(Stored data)

>>>>>

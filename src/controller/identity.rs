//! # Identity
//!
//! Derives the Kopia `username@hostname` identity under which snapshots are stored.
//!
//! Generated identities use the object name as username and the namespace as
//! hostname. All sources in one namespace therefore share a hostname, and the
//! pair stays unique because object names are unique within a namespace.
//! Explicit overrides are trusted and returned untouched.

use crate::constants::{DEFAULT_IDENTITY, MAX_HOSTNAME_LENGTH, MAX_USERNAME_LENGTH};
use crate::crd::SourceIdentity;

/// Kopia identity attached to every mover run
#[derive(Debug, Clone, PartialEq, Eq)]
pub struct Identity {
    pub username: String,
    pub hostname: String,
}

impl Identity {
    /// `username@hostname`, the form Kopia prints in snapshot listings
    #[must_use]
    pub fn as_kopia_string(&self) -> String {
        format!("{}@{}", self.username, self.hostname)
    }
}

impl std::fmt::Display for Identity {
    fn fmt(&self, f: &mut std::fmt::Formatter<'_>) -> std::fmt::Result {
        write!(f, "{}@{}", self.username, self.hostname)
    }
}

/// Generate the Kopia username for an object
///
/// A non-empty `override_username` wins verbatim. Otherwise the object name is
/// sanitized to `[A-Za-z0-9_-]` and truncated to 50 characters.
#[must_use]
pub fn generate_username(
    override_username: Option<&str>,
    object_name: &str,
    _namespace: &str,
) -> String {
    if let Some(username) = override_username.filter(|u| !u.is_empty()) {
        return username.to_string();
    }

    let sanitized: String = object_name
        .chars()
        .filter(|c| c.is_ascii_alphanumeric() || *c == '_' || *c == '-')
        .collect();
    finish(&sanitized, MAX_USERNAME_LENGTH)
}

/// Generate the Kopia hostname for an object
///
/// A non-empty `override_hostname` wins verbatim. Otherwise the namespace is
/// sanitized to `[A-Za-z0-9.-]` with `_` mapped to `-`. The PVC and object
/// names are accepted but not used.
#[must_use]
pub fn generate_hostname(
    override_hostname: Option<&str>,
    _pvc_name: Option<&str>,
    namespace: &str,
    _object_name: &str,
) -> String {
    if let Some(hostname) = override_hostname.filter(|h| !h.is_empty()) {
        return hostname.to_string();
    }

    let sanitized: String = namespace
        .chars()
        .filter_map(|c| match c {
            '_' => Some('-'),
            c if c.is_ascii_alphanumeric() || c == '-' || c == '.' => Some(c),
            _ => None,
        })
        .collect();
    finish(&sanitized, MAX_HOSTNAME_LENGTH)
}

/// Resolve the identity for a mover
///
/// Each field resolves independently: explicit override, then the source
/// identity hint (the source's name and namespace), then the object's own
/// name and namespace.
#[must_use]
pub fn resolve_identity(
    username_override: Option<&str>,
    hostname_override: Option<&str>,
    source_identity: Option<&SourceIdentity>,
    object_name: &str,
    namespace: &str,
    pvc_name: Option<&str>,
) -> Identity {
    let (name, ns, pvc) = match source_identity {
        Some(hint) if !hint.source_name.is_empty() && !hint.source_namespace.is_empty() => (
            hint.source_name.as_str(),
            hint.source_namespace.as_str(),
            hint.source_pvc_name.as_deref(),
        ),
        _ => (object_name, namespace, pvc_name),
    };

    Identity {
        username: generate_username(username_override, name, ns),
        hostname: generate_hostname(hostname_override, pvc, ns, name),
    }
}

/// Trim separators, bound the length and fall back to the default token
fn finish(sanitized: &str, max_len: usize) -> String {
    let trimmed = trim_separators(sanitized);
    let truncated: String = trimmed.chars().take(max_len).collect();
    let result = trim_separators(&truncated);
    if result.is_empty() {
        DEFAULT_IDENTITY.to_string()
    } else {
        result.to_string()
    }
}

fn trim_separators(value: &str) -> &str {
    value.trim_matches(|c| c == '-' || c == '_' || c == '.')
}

<<<<<
>>>>>

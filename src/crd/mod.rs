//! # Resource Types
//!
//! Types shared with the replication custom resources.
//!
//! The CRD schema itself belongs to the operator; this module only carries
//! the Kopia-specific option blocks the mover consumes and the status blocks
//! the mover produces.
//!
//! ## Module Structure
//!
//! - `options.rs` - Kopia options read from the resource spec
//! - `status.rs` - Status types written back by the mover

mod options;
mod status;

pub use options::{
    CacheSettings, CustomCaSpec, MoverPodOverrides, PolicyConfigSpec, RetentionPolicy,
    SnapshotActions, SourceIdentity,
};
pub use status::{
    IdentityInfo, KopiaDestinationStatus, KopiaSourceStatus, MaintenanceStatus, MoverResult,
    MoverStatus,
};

<<<<<

### ABOUT THIS EXERCISE
Would you retype exactly the lines above, from the line with "hostname, and the" to the line with "let sanitized: String = object_name", with both end lines kept and nothing more?

### ANSWER SPACE
//! hostname. All sources in one namespace therefore share a hostname, and the
//! pair stays unique because object names are unique within a namespace.
//! Explicit overrides are trusted and returned untouched.

use crate::constants::{DEFAULT_IDENTITY, MAX_HOSTNAME_LENGTH, MAX_USERNAME_LENGTH};
use crate::crd::SourceIdentity;

/// Kopia identity attached to every mover run
#[derive(Debug, Clone, PartialEq, Eq)]
pub struct Identity {
    pub username: String,
    pub hostname: String,
}

impl Identity {
    /// `username@hostname`, the form Kopia prints in snapshot listings
    #[must_use]
    pub fn as_kopia_string(&self) -> String {
        format!("{}@{}", self.username, self.hostname)
    }
}

impl std::fmt::Display for Identity {
    fn fmt(&self, f: &mut std::fmt::Formatter<'_>) -> std::fmt::Result {
        write!(f, "{}@{}", self.username, self.hostname)
    }
}

/// Generate the Kopia username for an object
///
/// A non-empty `override_username` wins verbatim. Otherwise the object name is
/// sanitized to `[A-Za-z0-9_-]` and truncated to 50 characters.
#[must_use]
pub fn generate_username(
    override_username: Option<&str>,
    object_name: &str,
    _namespace: &str,
) -> String {
    if let Some(username) = override_username.filter(|u| !u.is_empty()) {
        return username.to_string();
    }

    let sanitized: String = object_name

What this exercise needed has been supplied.